- Official portrait, 67th Legislature

Member of the Texas Senate from the 18th district
- In office January 13, 1981 – September 19, 1982
- Preceded by: Bill Patman
- Succeeded by: John Sharp

Member of the Texas House of Representatives from the 30th district
- In office January 9, 1973 – January 13, 1981

Personal details
- Born: September 7, 1939 La Grange, Texas, U.S.
- Died: September 19, 1982 (aged 43) Texas, U.S.
- Party: Democratic

= John Wilson (Texas politician) =

American politician (1939–1982)

John T. Wilson (September 7, 1939 – September 19, 1982) was a Texas politician from La Grange, Texas who served four terms in the Texas House of Representatives and one in the Texas Senate representing District 18. He was known for his work on energy matters. He died of lung cancer on September 19, 1982, at the age of 43. Two months later, he was re-elected despite being dead.

== Career ==
John Wilson was a rancher and businessman from La Grange, Texas. He was elected to the Texas House of Representatives in 1972 and served three additional terms, each time running unopposed. On January 13, 1980, during his fourth term in the Texas House of Representatives, Wilson announced a run for the Texas Senate. He won the race and served most of his term.
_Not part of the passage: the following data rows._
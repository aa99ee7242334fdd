use axum::{
    http::StatusCode,
    response::{IntoResponse, Response},
    Json,
};
use serde::Serialize;
use serde_json::json;
use thiserror::Error;

use crate::validation::FieldErrors;

/// Uniform success envelope returned by mutation endpoints.
#[derive(Debug, Serialize)]
pub struct ApiMessage {
    pub success: bool,
    pub message: String,
}

impl ApiMessage {
    pub fn new(message: impl Into<String>) -> Self {
        Self {
            success: true,
            message: message.into(),
        }
    }
}

/// Application error type. Every variant maps to one HTTP status and a
/// client-safe localized message; driver detail stays in the logs.
#[derive(Debug, Error)]
pub enum ApiError {
    #[error("{message}")]
    Validation {
        message: String,
        errors: FieldErrors,
    },

    #[error("{0}")]
    Unprocessable(String),

    #[error("{0}")]
    BadRequest(String),

    #[error("{0}")]
    Unauthorized(String),

    #[error("{0}")]
    Forbidden(String),

    #[error("{0}")]
    Conflict(String),

    #[error("{0}")]
    MethodNotAllowed(String),

    #[error("{message}")]
    Internal {
        message: String,
        #[source]
        source: anyhow::Error,
    },
}

impl ApiError {
    /// 422 with a per-field error map.
    pub fn validation(errors: FieldErrors) -> Self {
        ApiError::Validation {
            message: "Certains champs sont invalides.".into(),
            errors,
        }
    }

    /// Wrap a persistence failure. A unique violation on the users email
    /// column is the one conflict the schema can produce; everything else
    /// becomes a generic 500 carrying the given localized message.
    pub fn database(message: impl Into<String>, err: sqlx::Error) -> Self {
        if let sqlx::Error::Database(db_err) = &err {
            if db_err.is_unique_violation() {
                return ApiError::Conflict("Cette adresse email est déjà utilisée.".into());
            }
        }
        ApiError::Internal {
            message: message.into(),
            source: err.into(),
        }
    }

    pub fn internal(message: impl Into<String>, source: anyhow::Error) -> Self {
        ApiError::Internal {
            message: message.into(),
            source,
        }
    }
}

impl IntoResponse for ApiError {
    fn into_response(self) -> Response {
        let (status, message, errors) = match self {
            ApiError::Validation { message, errors } => {
                (StatusCode::UNPROCESSABLE_ENTITY, message, Some(errors))
            }
            ApiError::Unprocessable(message) => (StatusCode::UNPROCESSABLE_ENTITY, message, None),
            ApiError::BadRequest(message) => (StatusCode::BAD_REQUEST, message, None),
            ApiError::Unauthorized(message) => (StatusCode::UNAUTHORIZED, message, None),
            ApiError::Forbidden(message) => (StatusCode::FORBIDDEN, message, None),
            ApiError::Conflict(message) => (StatusCode::CONFLICT, message, None),
            ApiError::MethodNotAllowed(message) => (StatusCode::METHOD_NOT_ALLOWED, message, None),
            ApiError::Internal { message, source } => {
                tracing::error!(error = %source, "internal error");
                (StatusCode::INTERNAL_SERVER_ERROR, message, None)
            }
        };

        let body = match errors {
            Some(errors) => json!({ "success": false, "message": message, "errors": errors }),
            None => json!({ "success": false, "message": message }),
        };

        (status, Json(body)).into_response()
    }
}

// Method-not-allowed fallbacks wired onto each route's MethodRouter.

pub async fn post_only() -> ApiError {
    ApiError::MethodNotAllowed("Méthode HTTP non autorisée. Utilisez POST.".into())
}

pub async fn get_only() -> ApiError {
    ApiError::MethodNotAllowed("Méthode HTTP non autorisée. Utilisez GET.".into())
}

pub async fn method_not_allowed() -> ApiError {
    ApiError::MethodNotAllowed("Méthode HTTP non autorisée.".into())
}

#[cfg(test)]
mod tests {
    use std::error::Error as StdError;

    use sqlx::error::{DatabaseError, ErrorKind};

    use super::*;

    /// Driver error reporting a unique violation, as Postgres would for the
    /// users email constraint.
    #[derive(Debug)]
    struct UniqueViolation;

    impl std::fmt::Display for UniqueViolation {
        fn fmt(&self, f: &mut std::fmt::Formatter<'_>) -> std::fmt::Result {
            f.write_str("duplicate key value violates unique constraint \"users_email_key\"")
        }
    }

    impl StdError for UniqueViolation {}

    impl DatabaseError for UniqueViolation {
        fn message(&self) -> &str {
            "duplicate key value violates unique constraint \"users_email_key\""
        }

        fn kind(&self) -> ErrorKind {
            ErrorKind::UniqueViolation
        }

        fn as_error(&self) -> &(dyn StdError + Send + Sync + 'static) {
            self
        }

        fn as_error_mut(&mut self) -> &mut (dyn StdError + Send + Sync + 'static) {
            self
        }

        fn into_error(self: Box<Self>) -> Box<dyn StdError + Send + Sync + 'static> {
            self
        }
    }

    #[test]
    fn validation_error_maps_to_422_with_field_map() {
        let mut errors = FieldErrors::default();
        errors.insert("email", "L'adresse email n'est pas valide.");
        let response = ApiError::validation(errors).into_response();
        assert_eq!(response.status(), StatusCode::UNPROCESSABLE_ENTITY);
    }

    #[test]
    fn unique_violations_map_to_conflict() {
        let err = ApiError::database(
            "Une erreur interne est survenue lors de l'inscription.",
            sqlx::Error::Database(Box::new(UniqueViolation)),
        );
        match &err {
            ApiError::Conflict(message) => {
                assert_eq!(message, "Cette adresse email est déjà utilisée.")
            }
            other => panic!("unexpected error: {other:?}"),
        }
        assert_eq!(err.into_response().status(), StatusCode::CONFLICT);
    }

    #[test]
    fn plain_sqlx_errors_stay_internal() {
        // Only a driver-reported unique violation becomes a 409.
        let err = ApiError::database("Une erreur interne est survenue.", sqlx::Error::RowNotFound);
        let response = err.into_response();
        assert_eq!(response.status(), StatusCode::INTERNAL_SERVER_ERROR);
    }

    #[test]
    fn status_mapping_covers_the_taxonomy() {
        let cases = [
            (
                ApiError::BadRequest("Action invalide.".into()),
                StatusCode::BAD_REQUEST,
            ),
            (
                ApiError::Unauthorized("Identifiants incorrects.".into()),
                StatusCode::UNAUTHORIZED,
            ),
            (
                ApiError::Forbidden("Accès refusé. Administrateur requis.".into()),
                StatusCode::FORBIDDEN,
            ),
            (
                ApiError::Conflict("Cette adresse email est déjà utilisée.".into()),
                StatusCode::CONFLICT,
            ),
            (
                ApiError::MethodNotAllowed("Méthode HTTP non autorisée.".into()),
                StatusCode::METHOD_NOT_ALLOWED,
            ),
        ];
        for (err, status) in cases {
            assert_eq!(err.into_response().status(), status);
        }
    }
}
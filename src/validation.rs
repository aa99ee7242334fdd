use std::collections::BTreeMap;

use lazy_static::lazy_static;
use regex::Regex;
use serde::Serialize;

use crate::error::ApiError;

pub fn is_valid_email(email: &str) -> bool {
    lazy_static! {
        static ref EMAIL_RE: Regex = Regex::new(r"^[^@\s]+@[^@\s]+\.[^@\s]+$").unwrap();
    }
    EMAIL_RE.is_match(email)
}

/// Field name → localized message, sorted for stable JSON output.
#[derive(Debug, Default, Serialize)]
pub struct FieldErrors(BTreeMap<String, String>);

impl FieldErrors {
    pub fn insert(&mut self, field: &str, message: impl Into<String>) {
        // First error per field wins, matching required-before-format checks.
        self.0
            .entry(field.to_string())
            .or_insert_with(|| message.into());
    }

    pub fn is_empty(&self) -> bool {
        self.0.is_empty()
    }

    pub fn get(&self, field: &str) -> Option<&str> {
        self.0.get(field).map(String::as_str)
    }
}

/// Accumulates per-field validation errors for one form submission.
/// Each rule trims its input and returns the trimmed value so handlers
/// work with sanitized strings.
#[derive(Debug, Default)]
pub struct Validator {
    errors: FieldErrors,
}

impl Validator {
    pub fn new() -> Self {
        Self::default()
    }

    pub fn required(&mut self, field: &str, value: &str, message: &str) -> String {
        let value = value.trim();
        if value.is_empty() {
            self.errors.insert(field, message);
        }
        value.to_string()
    }

    pub fn email(&mut self, field: &str, value: &str) -> String {
        let value = value.trim();
        if value.is_empty() {
            self.errors.insert(field, "L'adresse email est requise.");
        } else if !is_valid_email(value) {
            self.errors.insert(field, "L'adresse email n'est pas valide.");
        }
        value.to_string()
    }

    /// Length rule in characters, not bytes. Empty values are left to
    /// `required`; this only fires on non-empty input.
    pub fn min_len(&mut self, field: &str, value: &str, min: usize, message: &str) -> String {
        let value = value.trim();
        if !value.is_empty() && value.chars().count() < min {
            self.errors.insert(field, message);
        }
        value.to_string()
    }

    pub fn insert_error(&mut self, field: &str, message: impl Into<String>) {
        self.errors.insert(field, message);
    }

    pub fn finish(self) -> Result<(), ApiError> {
        if self.errors.is_empty() {
            Ok(())
        } else {
            Err(ApiError::validation(self.errors))
        }
    }
}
In 1975, he created the Public Utility Commission of Texas, which regulated utilities in the state of Texas. The Cameron Herald newspaper called the commission his “most notable legislative accomplishment”. Wilson sponsored the Texas Sunset Act which required 200 state agencies to prove that they were benefitting the public; agencies which failed to prove their effectiveness were abolished.

== Death ==
John Wilson died of lung cancer on September 19, 1982, one day after the statutory deadline for removing his name from the election ballot November 2. The Secretary of State David Dean disagreed with the State Democratic Executive Committee chair, C. R. Slagle III, over how to handle the situation, with Dean believing the deadline had passed and Slagle believing that Wilson's name could still be removed from the ballot.

Because the election would have gone to the Republican nominee Dr. J Everett Ware, voters were put in the unusual position of voting for a dead man. After Wilson won the election despite being dead, a special election was held to fill his upcoming role. Another election was held to finish the last two months of John Wilson's current term of office.

Spokesman Taber Ward from the Republican headquarters in Austin stated "There's no requirement in Texas for a candidate to be alive, except before the filing deadline."